Try it:
From the entries below, output the line with "self.0.is_empty()" and each following line up to and including the line with "pub type Coord = u8;", exactly as written.

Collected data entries
◆ ◆ ◆

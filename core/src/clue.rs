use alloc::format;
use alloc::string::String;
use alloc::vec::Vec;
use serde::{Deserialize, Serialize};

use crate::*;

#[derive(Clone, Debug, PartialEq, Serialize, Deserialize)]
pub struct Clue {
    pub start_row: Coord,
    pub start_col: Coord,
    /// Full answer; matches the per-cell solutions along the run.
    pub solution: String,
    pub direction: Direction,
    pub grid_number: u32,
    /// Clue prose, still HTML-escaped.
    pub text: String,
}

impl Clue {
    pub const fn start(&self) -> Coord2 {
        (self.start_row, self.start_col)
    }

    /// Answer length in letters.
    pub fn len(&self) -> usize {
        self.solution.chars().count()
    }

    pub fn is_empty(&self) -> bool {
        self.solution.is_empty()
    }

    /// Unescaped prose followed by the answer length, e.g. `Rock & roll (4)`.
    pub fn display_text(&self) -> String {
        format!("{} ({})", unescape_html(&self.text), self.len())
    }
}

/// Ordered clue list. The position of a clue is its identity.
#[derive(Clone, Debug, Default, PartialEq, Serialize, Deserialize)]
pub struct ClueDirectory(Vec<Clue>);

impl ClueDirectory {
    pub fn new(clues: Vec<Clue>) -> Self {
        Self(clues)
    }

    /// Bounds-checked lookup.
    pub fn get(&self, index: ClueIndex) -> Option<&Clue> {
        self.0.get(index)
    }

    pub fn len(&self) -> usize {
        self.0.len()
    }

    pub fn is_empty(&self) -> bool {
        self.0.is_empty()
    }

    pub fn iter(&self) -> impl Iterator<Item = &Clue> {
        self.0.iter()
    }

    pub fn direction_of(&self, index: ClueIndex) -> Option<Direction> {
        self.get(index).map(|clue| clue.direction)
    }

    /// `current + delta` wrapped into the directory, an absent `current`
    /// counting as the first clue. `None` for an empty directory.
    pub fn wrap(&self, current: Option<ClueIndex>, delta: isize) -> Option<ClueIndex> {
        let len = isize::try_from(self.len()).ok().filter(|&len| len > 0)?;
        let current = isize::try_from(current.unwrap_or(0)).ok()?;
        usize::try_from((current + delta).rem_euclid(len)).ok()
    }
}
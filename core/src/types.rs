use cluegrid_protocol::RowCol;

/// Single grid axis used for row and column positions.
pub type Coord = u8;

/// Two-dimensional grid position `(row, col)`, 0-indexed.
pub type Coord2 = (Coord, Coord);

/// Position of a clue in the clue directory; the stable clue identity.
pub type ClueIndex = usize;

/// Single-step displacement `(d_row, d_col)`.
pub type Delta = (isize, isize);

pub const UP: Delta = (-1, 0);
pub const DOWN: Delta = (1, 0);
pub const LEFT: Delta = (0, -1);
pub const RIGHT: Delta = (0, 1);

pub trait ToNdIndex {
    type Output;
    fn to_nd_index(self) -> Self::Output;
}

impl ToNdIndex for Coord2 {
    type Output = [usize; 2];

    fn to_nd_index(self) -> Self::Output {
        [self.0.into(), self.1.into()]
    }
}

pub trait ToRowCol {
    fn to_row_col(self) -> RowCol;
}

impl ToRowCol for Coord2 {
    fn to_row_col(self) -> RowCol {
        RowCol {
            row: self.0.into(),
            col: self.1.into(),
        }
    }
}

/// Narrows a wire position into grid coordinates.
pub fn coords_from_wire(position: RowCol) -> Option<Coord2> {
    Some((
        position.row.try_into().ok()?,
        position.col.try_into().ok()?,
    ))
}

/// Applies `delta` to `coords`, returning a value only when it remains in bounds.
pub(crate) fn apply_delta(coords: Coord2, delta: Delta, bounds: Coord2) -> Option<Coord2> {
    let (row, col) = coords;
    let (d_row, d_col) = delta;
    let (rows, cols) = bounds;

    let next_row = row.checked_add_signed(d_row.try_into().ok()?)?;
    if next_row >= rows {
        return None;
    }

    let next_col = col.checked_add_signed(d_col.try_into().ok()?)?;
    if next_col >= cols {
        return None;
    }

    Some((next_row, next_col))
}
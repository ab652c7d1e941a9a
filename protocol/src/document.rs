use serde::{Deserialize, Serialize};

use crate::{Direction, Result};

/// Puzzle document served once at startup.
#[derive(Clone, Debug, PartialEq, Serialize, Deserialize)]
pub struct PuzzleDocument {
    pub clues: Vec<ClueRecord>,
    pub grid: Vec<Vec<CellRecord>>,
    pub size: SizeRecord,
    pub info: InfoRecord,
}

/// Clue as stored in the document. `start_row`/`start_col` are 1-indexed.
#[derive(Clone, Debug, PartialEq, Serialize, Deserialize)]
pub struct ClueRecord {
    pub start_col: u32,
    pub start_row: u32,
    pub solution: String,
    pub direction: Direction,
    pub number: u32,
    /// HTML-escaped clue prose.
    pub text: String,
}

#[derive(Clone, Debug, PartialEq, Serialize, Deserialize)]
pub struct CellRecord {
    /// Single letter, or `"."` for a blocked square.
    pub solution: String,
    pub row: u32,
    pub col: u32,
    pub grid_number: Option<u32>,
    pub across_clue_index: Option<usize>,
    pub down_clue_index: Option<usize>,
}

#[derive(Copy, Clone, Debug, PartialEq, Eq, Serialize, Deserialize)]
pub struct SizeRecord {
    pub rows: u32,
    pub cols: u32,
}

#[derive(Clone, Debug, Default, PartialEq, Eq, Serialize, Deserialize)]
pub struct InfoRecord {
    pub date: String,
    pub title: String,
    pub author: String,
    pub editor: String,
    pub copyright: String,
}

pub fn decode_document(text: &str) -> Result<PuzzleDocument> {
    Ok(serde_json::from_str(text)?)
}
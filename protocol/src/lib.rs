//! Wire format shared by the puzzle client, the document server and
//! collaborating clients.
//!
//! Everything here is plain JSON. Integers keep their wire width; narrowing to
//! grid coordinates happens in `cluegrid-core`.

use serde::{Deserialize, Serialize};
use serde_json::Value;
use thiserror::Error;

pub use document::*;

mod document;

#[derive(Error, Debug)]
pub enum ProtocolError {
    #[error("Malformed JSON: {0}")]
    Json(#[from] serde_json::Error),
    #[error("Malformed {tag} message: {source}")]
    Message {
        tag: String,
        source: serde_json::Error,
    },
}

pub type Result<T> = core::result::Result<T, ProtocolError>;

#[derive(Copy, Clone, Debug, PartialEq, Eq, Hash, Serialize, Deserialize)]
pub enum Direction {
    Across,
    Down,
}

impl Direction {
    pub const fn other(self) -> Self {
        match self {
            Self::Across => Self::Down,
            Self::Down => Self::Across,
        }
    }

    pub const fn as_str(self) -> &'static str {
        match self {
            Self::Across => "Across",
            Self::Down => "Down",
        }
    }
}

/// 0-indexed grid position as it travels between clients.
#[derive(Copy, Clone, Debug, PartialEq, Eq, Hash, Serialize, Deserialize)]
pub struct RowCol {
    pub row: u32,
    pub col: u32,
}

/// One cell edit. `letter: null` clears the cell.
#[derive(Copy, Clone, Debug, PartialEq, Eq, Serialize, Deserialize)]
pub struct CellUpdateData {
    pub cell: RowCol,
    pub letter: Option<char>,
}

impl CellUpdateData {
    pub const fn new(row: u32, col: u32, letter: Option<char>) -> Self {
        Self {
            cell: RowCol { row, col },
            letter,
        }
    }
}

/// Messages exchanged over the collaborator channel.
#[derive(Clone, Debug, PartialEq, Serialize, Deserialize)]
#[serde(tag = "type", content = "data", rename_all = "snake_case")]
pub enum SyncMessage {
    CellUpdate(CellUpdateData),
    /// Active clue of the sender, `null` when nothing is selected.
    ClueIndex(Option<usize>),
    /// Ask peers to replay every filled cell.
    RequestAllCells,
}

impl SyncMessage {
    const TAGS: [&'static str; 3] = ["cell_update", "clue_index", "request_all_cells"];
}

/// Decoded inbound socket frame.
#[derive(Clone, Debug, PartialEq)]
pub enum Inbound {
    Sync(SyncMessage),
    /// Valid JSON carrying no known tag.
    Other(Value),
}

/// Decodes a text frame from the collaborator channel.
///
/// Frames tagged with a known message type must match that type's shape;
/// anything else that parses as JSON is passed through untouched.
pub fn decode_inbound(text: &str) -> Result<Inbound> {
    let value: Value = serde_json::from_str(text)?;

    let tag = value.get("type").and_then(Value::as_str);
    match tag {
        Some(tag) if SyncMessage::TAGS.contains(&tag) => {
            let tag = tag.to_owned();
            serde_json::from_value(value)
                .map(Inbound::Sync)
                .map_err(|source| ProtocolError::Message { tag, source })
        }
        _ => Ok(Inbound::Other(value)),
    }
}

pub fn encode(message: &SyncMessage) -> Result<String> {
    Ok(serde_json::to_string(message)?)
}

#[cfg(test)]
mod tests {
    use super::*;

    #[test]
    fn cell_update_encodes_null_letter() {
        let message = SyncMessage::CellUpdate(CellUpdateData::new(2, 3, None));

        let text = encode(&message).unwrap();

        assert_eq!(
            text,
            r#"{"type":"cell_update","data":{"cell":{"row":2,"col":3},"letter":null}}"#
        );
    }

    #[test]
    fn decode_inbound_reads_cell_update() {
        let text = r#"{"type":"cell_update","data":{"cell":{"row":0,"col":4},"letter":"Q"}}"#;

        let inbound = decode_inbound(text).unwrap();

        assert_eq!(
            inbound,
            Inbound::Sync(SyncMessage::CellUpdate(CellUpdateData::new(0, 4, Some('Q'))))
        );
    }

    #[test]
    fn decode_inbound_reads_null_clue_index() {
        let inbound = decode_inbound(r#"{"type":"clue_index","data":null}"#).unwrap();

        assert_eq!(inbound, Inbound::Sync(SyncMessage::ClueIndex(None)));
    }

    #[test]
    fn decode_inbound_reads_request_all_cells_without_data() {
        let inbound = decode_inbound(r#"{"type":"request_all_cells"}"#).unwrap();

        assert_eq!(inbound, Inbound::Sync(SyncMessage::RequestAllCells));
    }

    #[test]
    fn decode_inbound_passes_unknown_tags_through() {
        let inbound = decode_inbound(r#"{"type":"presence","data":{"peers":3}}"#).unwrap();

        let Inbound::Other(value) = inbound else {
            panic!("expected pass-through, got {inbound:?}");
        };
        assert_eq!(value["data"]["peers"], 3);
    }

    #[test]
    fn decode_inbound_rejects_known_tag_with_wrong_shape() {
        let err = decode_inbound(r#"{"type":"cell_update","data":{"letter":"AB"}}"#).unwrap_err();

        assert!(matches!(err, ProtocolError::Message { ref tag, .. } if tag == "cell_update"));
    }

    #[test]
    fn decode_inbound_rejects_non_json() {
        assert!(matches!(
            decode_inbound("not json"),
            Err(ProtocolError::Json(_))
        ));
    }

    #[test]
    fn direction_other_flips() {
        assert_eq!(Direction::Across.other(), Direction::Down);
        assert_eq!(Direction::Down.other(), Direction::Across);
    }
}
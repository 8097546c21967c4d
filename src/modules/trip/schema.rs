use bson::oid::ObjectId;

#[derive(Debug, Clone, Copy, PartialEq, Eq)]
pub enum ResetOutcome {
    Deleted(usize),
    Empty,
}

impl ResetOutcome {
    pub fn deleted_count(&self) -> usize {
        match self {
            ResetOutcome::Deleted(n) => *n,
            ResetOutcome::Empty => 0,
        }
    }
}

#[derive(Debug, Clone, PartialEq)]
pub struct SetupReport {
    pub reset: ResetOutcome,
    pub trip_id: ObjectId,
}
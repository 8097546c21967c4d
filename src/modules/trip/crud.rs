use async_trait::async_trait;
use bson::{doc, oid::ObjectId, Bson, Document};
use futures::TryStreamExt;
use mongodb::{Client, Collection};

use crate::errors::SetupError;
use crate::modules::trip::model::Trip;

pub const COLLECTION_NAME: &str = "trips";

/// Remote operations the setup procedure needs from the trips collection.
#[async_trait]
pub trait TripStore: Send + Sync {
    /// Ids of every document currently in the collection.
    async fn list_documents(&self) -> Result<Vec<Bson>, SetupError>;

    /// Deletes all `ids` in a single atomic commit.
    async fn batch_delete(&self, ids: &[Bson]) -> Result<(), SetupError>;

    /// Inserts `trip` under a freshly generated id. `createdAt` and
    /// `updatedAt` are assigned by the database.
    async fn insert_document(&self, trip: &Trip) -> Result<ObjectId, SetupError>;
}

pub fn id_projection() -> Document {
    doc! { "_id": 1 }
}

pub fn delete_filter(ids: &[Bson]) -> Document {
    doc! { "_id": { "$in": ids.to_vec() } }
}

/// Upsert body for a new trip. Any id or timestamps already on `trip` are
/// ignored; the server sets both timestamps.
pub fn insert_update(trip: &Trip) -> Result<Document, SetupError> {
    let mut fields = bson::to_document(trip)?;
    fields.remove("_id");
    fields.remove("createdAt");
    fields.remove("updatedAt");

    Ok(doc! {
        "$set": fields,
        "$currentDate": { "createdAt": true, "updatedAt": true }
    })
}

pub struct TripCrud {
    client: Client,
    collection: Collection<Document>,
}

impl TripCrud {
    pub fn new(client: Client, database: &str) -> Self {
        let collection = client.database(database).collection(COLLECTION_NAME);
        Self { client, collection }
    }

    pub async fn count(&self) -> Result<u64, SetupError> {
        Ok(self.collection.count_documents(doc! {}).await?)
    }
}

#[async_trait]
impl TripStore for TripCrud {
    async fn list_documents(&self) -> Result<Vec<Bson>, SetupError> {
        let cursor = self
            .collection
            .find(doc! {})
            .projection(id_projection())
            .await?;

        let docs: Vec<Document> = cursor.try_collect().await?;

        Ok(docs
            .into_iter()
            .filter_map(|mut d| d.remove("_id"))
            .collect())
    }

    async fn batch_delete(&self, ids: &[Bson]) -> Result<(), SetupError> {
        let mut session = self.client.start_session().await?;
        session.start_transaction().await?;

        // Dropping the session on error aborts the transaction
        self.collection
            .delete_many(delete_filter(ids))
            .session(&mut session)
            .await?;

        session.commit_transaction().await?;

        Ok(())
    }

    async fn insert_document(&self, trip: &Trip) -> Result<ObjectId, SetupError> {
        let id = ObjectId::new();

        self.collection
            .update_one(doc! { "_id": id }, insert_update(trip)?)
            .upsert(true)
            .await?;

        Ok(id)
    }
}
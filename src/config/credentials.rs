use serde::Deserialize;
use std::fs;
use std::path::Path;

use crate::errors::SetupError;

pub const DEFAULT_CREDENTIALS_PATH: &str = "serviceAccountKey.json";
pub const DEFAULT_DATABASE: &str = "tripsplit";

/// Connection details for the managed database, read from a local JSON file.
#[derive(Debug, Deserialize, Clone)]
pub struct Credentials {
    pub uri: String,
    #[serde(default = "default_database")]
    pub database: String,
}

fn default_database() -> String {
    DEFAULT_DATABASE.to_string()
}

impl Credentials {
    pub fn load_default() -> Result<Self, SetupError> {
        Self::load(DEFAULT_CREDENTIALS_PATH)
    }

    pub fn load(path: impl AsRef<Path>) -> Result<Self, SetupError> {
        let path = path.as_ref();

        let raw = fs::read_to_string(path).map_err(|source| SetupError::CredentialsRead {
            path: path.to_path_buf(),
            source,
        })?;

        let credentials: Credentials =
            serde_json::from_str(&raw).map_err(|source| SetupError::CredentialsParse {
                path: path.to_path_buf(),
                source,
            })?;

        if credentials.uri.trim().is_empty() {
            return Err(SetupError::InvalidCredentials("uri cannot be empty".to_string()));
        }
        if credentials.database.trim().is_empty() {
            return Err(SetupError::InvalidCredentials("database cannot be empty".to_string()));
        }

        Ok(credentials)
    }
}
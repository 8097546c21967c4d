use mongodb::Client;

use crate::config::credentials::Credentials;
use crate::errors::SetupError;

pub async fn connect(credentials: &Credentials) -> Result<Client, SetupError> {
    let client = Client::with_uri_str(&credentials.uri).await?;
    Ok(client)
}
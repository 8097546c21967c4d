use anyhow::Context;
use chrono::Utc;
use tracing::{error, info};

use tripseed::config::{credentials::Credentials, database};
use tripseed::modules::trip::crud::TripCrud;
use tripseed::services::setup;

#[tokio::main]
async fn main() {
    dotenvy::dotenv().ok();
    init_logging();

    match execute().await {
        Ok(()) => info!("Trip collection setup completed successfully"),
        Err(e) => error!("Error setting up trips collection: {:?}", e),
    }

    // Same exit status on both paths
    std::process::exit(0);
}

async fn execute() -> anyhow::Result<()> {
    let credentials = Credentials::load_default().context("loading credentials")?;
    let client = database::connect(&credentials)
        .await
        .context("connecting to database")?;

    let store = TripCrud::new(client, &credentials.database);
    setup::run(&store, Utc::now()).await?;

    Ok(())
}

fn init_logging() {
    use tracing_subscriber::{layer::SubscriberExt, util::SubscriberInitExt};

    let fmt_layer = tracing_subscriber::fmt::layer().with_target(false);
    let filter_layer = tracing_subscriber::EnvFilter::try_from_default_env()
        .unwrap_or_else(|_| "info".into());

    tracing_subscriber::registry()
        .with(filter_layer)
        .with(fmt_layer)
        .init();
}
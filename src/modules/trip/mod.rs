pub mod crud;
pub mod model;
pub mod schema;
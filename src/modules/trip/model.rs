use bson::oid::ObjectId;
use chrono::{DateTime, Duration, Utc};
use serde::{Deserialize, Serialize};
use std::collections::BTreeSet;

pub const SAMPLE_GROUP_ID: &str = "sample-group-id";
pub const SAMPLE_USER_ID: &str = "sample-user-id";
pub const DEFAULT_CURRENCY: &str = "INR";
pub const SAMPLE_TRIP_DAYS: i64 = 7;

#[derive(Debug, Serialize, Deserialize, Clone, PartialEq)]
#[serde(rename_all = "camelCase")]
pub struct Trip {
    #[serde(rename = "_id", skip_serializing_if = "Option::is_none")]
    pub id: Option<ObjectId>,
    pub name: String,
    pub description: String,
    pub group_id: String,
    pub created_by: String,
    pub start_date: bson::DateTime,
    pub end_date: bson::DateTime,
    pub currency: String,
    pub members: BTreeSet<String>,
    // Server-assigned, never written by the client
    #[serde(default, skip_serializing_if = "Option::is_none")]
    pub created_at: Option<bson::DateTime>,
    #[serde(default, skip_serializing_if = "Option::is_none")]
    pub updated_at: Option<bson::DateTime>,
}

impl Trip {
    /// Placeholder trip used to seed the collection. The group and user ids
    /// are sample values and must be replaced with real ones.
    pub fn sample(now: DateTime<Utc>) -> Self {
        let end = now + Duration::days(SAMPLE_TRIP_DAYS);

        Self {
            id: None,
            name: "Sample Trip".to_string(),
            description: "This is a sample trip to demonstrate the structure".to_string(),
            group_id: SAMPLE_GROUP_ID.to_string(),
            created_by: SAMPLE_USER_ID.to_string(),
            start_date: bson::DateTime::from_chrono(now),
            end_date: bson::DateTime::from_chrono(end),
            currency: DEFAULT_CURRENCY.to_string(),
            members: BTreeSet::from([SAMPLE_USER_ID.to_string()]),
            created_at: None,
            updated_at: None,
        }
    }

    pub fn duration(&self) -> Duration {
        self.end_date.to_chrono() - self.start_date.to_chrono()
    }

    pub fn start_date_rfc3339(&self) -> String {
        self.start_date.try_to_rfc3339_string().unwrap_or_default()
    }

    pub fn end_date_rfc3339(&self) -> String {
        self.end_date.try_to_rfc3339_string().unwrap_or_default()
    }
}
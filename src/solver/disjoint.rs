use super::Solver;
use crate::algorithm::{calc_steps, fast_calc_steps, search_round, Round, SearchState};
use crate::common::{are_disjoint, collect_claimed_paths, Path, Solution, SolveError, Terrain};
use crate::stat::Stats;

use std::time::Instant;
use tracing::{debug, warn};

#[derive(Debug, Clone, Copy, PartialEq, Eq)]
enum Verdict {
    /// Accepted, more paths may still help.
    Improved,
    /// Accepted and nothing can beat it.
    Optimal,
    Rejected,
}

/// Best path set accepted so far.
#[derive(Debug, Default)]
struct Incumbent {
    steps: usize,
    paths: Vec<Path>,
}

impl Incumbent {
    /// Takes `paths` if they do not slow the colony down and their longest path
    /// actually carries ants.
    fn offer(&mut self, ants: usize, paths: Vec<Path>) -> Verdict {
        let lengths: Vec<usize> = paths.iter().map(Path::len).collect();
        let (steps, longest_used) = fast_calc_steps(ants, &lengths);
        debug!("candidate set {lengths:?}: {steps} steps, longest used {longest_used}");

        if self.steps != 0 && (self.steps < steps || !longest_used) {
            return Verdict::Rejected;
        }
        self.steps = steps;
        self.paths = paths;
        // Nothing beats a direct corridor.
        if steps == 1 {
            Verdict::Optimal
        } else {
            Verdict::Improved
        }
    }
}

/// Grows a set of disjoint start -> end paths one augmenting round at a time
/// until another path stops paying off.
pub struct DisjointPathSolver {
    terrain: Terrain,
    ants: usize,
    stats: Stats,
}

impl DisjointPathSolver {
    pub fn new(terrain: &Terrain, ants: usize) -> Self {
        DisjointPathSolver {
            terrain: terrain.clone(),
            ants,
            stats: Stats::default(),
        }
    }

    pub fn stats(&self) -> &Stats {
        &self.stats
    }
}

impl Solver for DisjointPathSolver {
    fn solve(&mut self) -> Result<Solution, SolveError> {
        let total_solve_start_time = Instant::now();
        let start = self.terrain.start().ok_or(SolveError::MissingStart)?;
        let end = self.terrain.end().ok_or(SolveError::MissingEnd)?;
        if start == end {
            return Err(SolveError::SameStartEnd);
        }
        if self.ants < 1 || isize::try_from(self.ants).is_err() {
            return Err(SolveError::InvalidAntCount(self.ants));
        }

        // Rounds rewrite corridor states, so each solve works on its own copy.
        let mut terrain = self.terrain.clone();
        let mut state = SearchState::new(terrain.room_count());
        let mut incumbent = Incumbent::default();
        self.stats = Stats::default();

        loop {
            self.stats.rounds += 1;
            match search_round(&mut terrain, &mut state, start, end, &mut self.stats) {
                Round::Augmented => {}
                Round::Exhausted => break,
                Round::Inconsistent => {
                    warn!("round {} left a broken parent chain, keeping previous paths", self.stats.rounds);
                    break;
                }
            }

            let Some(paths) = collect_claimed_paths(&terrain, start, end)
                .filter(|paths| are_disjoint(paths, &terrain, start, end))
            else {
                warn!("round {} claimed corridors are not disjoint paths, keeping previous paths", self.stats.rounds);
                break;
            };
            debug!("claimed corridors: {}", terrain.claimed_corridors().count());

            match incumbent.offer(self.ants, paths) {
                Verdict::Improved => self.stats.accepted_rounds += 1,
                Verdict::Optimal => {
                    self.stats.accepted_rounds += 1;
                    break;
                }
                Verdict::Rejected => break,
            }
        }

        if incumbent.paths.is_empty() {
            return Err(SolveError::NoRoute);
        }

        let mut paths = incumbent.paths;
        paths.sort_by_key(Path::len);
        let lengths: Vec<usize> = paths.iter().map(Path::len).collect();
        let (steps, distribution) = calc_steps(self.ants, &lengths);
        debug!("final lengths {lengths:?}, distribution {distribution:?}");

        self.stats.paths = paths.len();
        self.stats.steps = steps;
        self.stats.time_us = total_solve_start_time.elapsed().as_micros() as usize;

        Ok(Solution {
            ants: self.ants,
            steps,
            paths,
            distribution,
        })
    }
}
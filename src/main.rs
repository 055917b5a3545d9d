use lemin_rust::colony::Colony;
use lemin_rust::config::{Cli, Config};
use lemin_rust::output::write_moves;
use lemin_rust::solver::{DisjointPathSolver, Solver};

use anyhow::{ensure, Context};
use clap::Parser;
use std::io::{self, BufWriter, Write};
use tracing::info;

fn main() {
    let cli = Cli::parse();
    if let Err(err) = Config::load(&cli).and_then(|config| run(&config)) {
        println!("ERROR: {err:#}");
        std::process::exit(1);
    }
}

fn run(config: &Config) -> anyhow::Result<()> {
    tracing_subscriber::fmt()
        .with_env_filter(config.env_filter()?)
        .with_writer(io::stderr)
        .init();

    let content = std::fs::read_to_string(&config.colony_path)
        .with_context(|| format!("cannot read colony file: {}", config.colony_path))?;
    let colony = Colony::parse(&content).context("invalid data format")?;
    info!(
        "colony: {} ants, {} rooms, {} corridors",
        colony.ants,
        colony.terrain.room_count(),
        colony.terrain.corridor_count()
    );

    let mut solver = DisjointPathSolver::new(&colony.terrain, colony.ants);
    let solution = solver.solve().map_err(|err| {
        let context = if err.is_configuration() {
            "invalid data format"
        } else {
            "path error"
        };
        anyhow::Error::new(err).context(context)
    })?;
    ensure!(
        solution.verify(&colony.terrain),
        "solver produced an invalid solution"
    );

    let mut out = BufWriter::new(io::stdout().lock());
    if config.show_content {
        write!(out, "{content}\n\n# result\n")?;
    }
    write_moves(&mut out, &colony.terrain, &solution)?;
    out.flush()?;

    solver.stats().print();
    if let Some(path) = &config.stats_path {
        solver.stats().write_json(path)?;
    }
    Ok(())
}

◆ ◆ ◆

Answer section:
        self.0.is_empty()
    }

    pub fn iter(&self) -> impl Iterator<Item = &Clue> {
        self.0.iter()
    }

    pub fn direction_of(&self, index: ClueIndex) -> Option<Direction> {
        self.get(index).map(|clue| clue.direction)
    }

    /// `current + delta` wrapped into the directory, an absent `current`
    /// counting as the first clue. `None` for an empty directory.
    pub fn wrap(&self, current: Option<ClueIndex>, delta: isize) -> Option<ClueIndex> {
        let len = isize::try_from(self.len()).ok().filter(|&len| len > 0)?;
        let current = isize::try_from(current.unwrap_or(0)).ok()?;
        usize::try_from((current + delta).rem_euclid(len)).ok()
    }
}
filename core/src/types.rs
use cluegrid_protocol::RowCol;

/// Single grid axis used for row and column positions.
pub type Coord = u8;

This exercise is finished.